Dataset excerpts below:

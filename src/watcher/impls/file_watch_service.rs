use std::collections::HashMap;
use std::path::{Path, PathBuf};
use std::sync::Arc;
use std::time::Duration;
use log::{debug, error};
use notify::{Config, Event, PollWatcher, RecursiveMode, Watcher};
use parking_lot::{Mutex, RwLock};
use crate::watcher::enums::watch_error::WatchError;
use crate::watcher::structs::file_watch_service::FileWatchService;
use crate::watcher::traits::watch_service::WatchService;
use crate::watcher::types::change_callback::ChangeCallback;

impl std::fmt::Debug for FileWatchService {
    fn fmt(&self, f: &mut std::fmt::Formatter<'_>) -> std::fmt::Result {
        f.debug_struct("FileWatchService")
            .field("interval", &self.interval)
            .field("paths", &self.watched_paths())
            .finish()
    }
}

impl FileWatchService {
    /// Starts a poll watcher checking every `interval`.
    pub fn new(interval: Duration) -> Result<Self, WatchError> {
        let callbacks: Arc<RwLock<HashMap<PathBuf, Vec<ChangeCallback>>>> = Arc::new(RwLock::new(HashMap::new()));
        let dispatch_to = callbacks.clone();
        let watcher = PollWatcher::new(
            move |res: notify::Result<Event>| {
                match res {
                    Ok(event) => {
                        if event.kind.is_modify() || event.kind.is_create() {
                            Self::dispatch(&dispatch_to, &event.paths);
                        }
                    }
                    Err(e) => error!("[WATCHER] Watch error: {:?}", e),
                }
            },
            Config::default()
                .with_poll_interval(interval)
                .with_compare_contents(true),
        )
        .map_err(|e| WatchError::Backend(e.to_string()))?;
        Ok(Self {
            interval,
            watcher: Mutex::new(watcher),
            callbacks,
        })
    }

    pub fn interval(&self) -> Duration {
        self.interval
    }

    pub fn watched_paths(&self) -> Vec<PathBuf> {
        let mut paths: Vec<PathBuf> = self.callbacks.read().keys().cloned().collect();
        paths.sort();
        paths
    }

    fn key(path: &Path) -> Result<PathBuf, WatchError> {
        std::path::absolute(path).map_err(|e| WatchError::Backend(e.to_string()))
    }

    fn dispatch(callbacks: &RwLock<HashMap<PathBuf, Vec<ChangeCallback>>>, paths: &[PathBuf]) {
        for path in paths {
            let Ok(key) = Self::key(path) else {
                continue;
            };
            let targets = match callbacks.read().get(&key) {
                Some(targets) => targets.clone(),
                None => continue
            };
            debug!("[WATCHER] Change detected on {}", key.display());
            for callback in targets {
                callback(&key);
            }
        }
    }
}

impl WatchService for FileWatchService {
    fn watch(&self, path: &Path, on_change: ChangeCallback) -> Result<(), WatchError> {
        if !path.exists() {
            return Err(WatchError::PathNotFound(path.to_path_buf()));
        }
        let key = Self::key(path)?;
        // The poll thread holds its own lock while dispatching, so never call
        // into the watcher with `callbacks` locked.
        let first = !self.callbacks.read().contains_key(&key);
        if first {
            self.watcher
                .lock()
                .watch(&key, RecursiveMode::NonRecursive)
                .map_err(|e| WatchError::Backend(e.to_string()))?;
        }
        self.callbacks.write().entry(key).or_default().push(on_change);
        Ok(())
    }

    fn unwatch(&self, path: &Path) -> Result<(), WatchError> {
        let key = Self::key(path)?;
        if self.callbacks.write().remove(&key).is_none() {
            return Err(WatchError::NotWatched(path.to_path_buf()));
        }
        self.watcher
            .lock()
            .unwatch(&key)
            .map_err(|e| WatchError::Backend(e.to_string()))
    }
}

End of Dataset excerpts.

- _About this task_
Pull out all lines in the data above that include "PollWatcher".

- _Response area_
use notify::{Config, Event, PollWatcher, RecursiveMode, Watcher};
        let watcher = PollWatcher::new(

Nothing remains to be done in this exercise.